BRIEF: Copy out, from the data, each line containing the string "full".

= = =

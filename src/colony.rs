use crate::ant::Ant;
use crate::config::{AntConfig, ColonyConfig};
use crate::direction::{Direction, Vec2};
use crate::error::{Result, SimError};
use crate::ids::{AgentId, ColonyId};
use crate::stock::Stock;
use crate::world::Bounds;
use tracing::debug;

/// Resource stockpile and spawning authority for ants.
///
/// `live_agents <= max_agents` always holds. Only the primary colony may pay
/// to found further colonies.
#[derive(Clone, Debug)]
pub struct Colony {
    pub id: ColonyId,
    pub position: Vec2,
    stock: Stock,
    live_agents: u32,
    max_agents: u32,
    is_primary: bool,
    spawn_timer_ms: f64,
}

impl Colony {
    /// The first colony: starts with the configured initial stock
    pub fn new_primary(id: ColonyId, position: Vec2, config: &ColonyConfig) -> Self {
        Self {
            id,
            position,
            stock: config.initial_stock,
            live_agents: 0,
            max_agents: config.max_agents,
            is_primary: true,
            spawn_timer_ms: 0.0,
        }
    }

    /// A founded colony: empty stock, cannot found others
    pub fn new_outpost(id: ColonyId, position: Vec2, config: &ColonyConfig) -> Self {
        Self {
            stock: Stock::EMPTY,
            is_primary: false,
            ..Self::new_primary(id, position, config)
        }
    }

    pub fn with_stock(mut self, stock: Stock) -> Self {
        self.stock = stock;
        self
    }

    pub fn with_max_agents(mut self, max_agents: u32) -> Self {
        self.max_agents = max_agents;
        self
    }

    #[inline]
    pub fn stock(&self) -> &Stock {
        &self.stock
    }

    #[inline]
    pub fn live_agents(&self) -> u32 {
        self.live_agents
    }

    #[inline]
    pub fn max_agents(&self) -> u32 {
        self.max_agents
    }

    #[inline]
    pub fn is_primary(&self) -> bool {
        self.is_primary
    }

    /// Add an ant's cargo to the stock
    pub fn deposit(&mut self, cargo: &Stock) {
        self.stock.absorb(cargo);
    }

    /// Why a spawn would fail, if it would
    pub fn check_spawn(&self, cost: &Stock) -> Result<()> {
        if self.live_agents >= self.max_agents {
            return Err(SimError::PopulationCap {
                colony: self.id,
                max: self.max_agents,
            });
        }
        if !self.stock.covers(cost) {
            return Err(self.shortfall(cost));
        }
        Ok(())
    }

    fn shortfall(&self, cost: &Stock) -> SimError {
        SimError::InsufficientStock {
            colony: self.id,
            needed: *cost,
            available: self.stock,
        }
    }

    /// Debit `cost` from the stock, all or nothing
    fn pay(&mut self, cost: &Stock) -> Result<()> {
        if self.stock.try_debit(cost) {
            Ok(())
        } else {
            Err(self.shortfall(cost))
        }
    }

    pub fn can_spawn_agent(&self, cost: &Stock) -> bool {
        self.check_spawn(cost).is_ok()
    }

    /// Pay `cost` and hatch an ant near the colony
    pub fn spawn_agent(
        &mut self,
        id: AgentId,
        cost: &Stock,
        ant_config: &AntConfig,
        bounds: &Bounds,
        rng: &mut fastrand::Rng,
    ) -> Result<Ant> {
        self.check_spawn(cost)?;
        self.pay(cost)?;
        Ok(self.admit(id, ant_config, bounds, rng))
    }

    /// Hatch an ant without paying for it, as the primary colony does when
    /// it is placed
    pub(crate) fn hatch_free(
        &mut self,
        id: AgentId,
        ant_config: &AntConfig,
        bounds: &Bounds,
        rng: &mut fastrand::Rng,
    ) -> Result<Ant> {
        self.check_spawn(&Stock::EMPTY)?;
        Ok(self.admit(id, ant_config, bounds, rng))
    }

    /// Hatch a free ant at an exact position, for scripted setups
    pub(crate) fn hatch_at(&mut self, id: AgentId, position: Vec2, ant_config: &AntConfig) -> Result<Ant> {
        self.check_spawn(&Stock::EMPTY)?;
        self.live_agents += 1;
        Ok(Ant::new(id, position, Direction::EAST, ant_config).with_home(self.id))
    }

    fn admit(&mut self, id: AgentId, ant_config: &AntConfig, bounds: &Bounds, rng: &mut fastrand::Rng) -> Ant {
        let j = ant_config.spawn_jitter;
        let jitter = Vec2::new((rng.f64() * 2.0 - 1.0) * j, (rng.f64() * 2.0 - 1.0) * j);
        let position = bounds.clamp(self.position + jitter);
        let heading = Direction::random_diagonal(rng);
        self.live_agents += 1;
        debug!(colony = %self.id, ant = %id, live = self.live_agents, max = self.max_agents, "ant hatched");
        Ant::new(id, position, heading, ant_config).with_home(self.id)
    }

    /// One of this colony's ants was lost
    pub fn agent_lost(&mut self) {
        self.live_agents = self.live_agents.saturating_sub(1);
    }

    /// Advance the spawn timer. On each interval, if a spawn is affordable,
    /// roll for one with probability `(max - live) / max`, so an emptier
    /// colony refills faster. Returns whether to spawn now.
    pub fn tick(&mut self, dt_ms: f64, spawn_interval_ms: f64, cost: &Stock, rng: &mut fastrand::Rng) -> bool {
        self.spawn_timer_ms += dt_ms;
        if self.spawn_timer_ms < spawn_interval_ms {
            return false;
        }
        self.spawn_timer_ms %= spawn_interval_ms;

        if !self.can_spawn_agent(cost) {
            return false;
        }
        let free = f64::from(self.max_agents - self.live_agents);
        rng.f64() < free / f64::from(self.max_agents)
    }

    /// Why founding would fail, if it would
    pub fn check_founding(&self, cost: &Stock) -> Result<()> {
        if !self.is_primary {
            return Err(SimError::NotPrimary(self.id));
        }
        if !self.stock.covers(cost) {
            return Err(self.shortfall(cost));
        }
        Ok(())
    }

    pub fn can_found_colony(&self, cost: &Stock) -> bool {
        self.check_founding(cost).is_ok()
    }

    /// Pay the founding cost and return a new, empty, non-primary colony
    pub fn found_colony(&mut self, id: ColonyId, position: Vec2, config: &ColonyConfig) -> Result<Colony> {
        self.check_founding(&config.founding_cost)?;
        self.pay(&config.founding_cost)?;
        Ok(Colony::new_outpost(id, position, config))
    }
}

#[cfg(test)]
mod tests {
    use super::*;

    fn bounds() -> Bounds {
        Bounds::new(480.0, 800.0)
    }

    fn cost() -> Stock {
        Stock::new(8.0, 15.0)
    }

    #[test]
    fn test_primary_and_outpost() {
        let cfg = ColonyConfig::default();
        let primary = Colony::new_primary(ColonyId(0), Vec2::new(240.0, 400.0), &cfg);
        assert!(primary.is_primary());
        assert_eq!(*primary.stock(), Stock::new(200.0, 100.0));
        assert_eq!(primary.live_agents(), 0);
        assert_eq!(primary.max_agents(), 12);

        let outpost = Colony::new_outpost(ColonyId(1), Vec2::new(40.0, 40.0), &cfg);
        assert!(!outpost.is_primary());
        assert!(outpost.stock().is_empty());
    }

    #[test]
    fn test_spawn_until_cap() {
        // Stock for exactly one ant and room for exactly one
        let cfg = ColonyConfig::default();
        let mut colony = Colony::new_primary(ColonyId(0), Vec2::new(240.0, 400.0), &cfg)
            .with_stock(Stock::new(8.0, 15.0))
            .with_max_agents(1);
        let mut rng = fastrand::Rng::with_seed(1);
        let ant_cfg = AntConfig::default();

        assert!(colony.can_spawn_agent(&cost()));
        let ant = colony
            .spawn_agent(AgentId(0), &cost(), &ant_cfg, &bounds(), &mut rng)
            .unwrap();
        assert_eq!(ant.home(), Some(ColonyId(0)));
        assert_eq!(*colony.stock(), Stock::new(0.0, 0.0));
        assert_eq!(colony.live_agents(), 1);

        let err = colony
            .spawn_agent(AgentId(1), &cost(), &ant_cfg, &bounds(), &mut rng)
            .unwrap_err();
        assert!(matches!(err, SimError::PopulationCap { max: 1, .. }));
        assert_eq!(colony.live_agents(), 1);
        assert_eq!(*colony.stock(), Stock::new(0.0, 0.0));
    }

    #[test]
    fn test_spawn_without_stock_fails_cleanly() {
        let cfg = ColonyConfig::default();
        let mut colony =
            Colony::new_primary(ColonyId(0), Vec2::new(240.0, 400.0), &cfg).with_stock(Stock::new(100.0, 14.0));
        let mut rng = fastrand::Rng::with_seed(1);

        let err = colony
            .spawn_agent(AgentId(0), &cost(), &AntConfig::default(), &bounds(), &mut rng)
            .unwrap_err();
        assert!(matches!(err, SimError::InsufficientStock { .. }));
        assert_eq!(*colony.stock(), Stock::new(100.0, 14.0));
        assert_eq!(colony.live_agents(), 0);
    }

    #[test]
    fn test_spawn_position_jitter() {
        let cfg = ColonyConfig::default();
        let mut colony = Colony::new_primary(ColonyId(0), Vec2::new(240.0, 400.0), &cfg)
            .with_stock(Stock::new(1000.0, 1000.0));
        let mut rng = fastrand::Rng::with_seed(2);
        let ant_cfg = AntConfig::default();
        for i in 0..10 {
            let ant = colony
                .spawn_agent(AgentId(i), &cost(), &ant_cfg, &bounds(), &mut rng)
                .unwrap();
            assert!((ant.position.x - 240.0).abs() <= 10.0);
            assert!((ant.position.y - 400.0).abs() <= 10.0);
        }
    }

    #[test]
    fn test_spawn_near_corner_is_clamped() {
        let cfg = ColonyConfig::default();
        let mut colony = Colony::new_primary(ColonyId(0), Vec2::new(0.0, 0.0), &cfg);
        let mut rng = fastrand::Rng::with_seed(3);
        for i in 0..5 {
            let ant = colony
                .spawn_agent(AgentId(i), &cost(), &AntConfig::default(), &bounds(), &mut rng)
                .unwrap();
            assert!(bounds().contains(ant.position));
        }
    }

    #[test]
    fn test_agent_lost_never_underflows() {
        let cfg = ColonyConfig::default();
        let mut colony = Colony::new_primary(ColonyId(0), Vec2::new(240.0, 400.0), &cfg);
        colony.agent_lost();
        assert_eq!(colony.live_agents(), 0);
    }

    #[test]
    fn test_tick_waits_for_interval() {
        let cfg = ColonyConfig::default();
        let mut colony = Colony::new_primary(ColonyId(0), Vec2::new(240.0, 400.0), &cfg);
        let mut rng = fastrand::Rng::with_seed(4);
        // Empty colony: spawn priority is 1.0, so the roll always succeeds
        assert!(!colony.tick(7999.0, 8000.0, &cost(), &mut rng));
        assert!(colony.tick(1.0, 8000.0, &cost(), &mut rng));
        assert!(!colony.tick(16.0, 8000.0, &cost(), &mut rng));
    }

    #[test]
    fn test_tick_never_spawns_at_cap_or_broke() {
        let cfg = ColonyConfig::default();
        let mut rng = fastrand::Rng::with_seed(5);

        let mut full = Colony::new_primary(ColonyId(0), Vec2::new(240.0, 400.0), &cfg).with_max_agents(1);
        full.hatch_free(AgentId(0), &AntConfig::default(), &bounds(), &mut rng)
            .unwrap();
        let mut broke = Colony::new_outpost(ColonyId(1), Vec2::new(100.0, 100.0), &cfg);
        for _ in 0..100 {
            assert!(!full.tick(8000.0, 8000.0, &cost(), &mut rng));
            assert!(!broke.tick(8000.0, 8000.0, &cost(), &mut rng));
        }
    }

    #[test]
    fn test_found_colony() {
        let cfg = ColonyConfig::default();
        let mut primary = Colony::new_primary(ColonyId(0), Vec2::new(240.0, 400.0), &cfg);
        // Initial stock (200, 100) does not cover founding (200, 400)
        assert!(!primary.can_found_colony(&cfg.founding_cost));
        let err = primary
            .found_colony(ColonyId(1), Vec2::new(50.0, 50.0), &cfg)
            .unwrap_err();
        assert!(matches!(err, SimError::InsufficientStock { .. }));

        primary.deposit(&Stock::new(0.0, 300.0));
        assert!(primary.can_found_colony(&cfg.founding_cost));
        let outpost = primary
            .found_colony(ColonyId(1), Vec2::new(50.0, 50.0), &cfg)
            .unwrap();
        assert_eq!(*primary.stock(), Stock::new(0.0, 0.0));
        assert_eq!(outpost.id, ColonyId(1));
        assert!(!outpost.is_primary());
        assert!(outpost.stock().is_empty());
    }

    #[test]
    fn test_outpost_cannot_found() {
        let cfg = ColonyConfig::default();
        let mut outpost =
            Colony::new_outpost(ColonyId(1), Vec2::new(50.0, 50.0), &cfg).with_stock(Stock::new(1000.0, 1000.0));
        let err = outpost
            .found_colony(ColonyId(2), Vec2::new(60.0, 60.0), &cfg)
            .unwrap_err();
        assert!(matches!(err, SimError::NotPrimary(ColonyId(1))));
        assert_eq!(*outpost.stock(), Stock::new(1000.0, 1000.0));
    }

    #[test]
    fn test_pay_is_all_or_nothing() {
        let cfg = ColonyConfig::default();
        let mut colony = Colony::new_primary(ColonyId(0), Vec2::new(240.0, 400.0), &cfg)
            .with_stock(Stock::new(100.0, 10.0));

        let err = colony.pay(&cost()).unwrap_err();
        match err {
            SimError::InsufficientStock { needed, available, .. } => {
                assert_eq!(needed, cost());
                assert_eq!(available, Stock::new(100.0, 10.0));
            }
            other => panic!("unexpected error: {other}"),
        }
        assert_eq!(*colony.stock(), Stock::new(100.0, 10.0));

        colony.deposit(&Stock::new(0.0, 5.0));
        colony.pay(&cost()).unwrap();
        assert_eq!(*colony.stock(), Stock::new(92.0, 0.0));
    }
}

= = =

WORKED SOLUTION:
        let mut full = Colony::new_primary(ColonyId(0), Vec2::new(240.0, 400.0), &cfg).with_max_agents(1);
        full.hatch_free(AgentId(0), &AntConfig::default(), &bounds(), &mut rng)
            assert!(!full.tick(8000.0, 8000.0, &cost(), &mut rng));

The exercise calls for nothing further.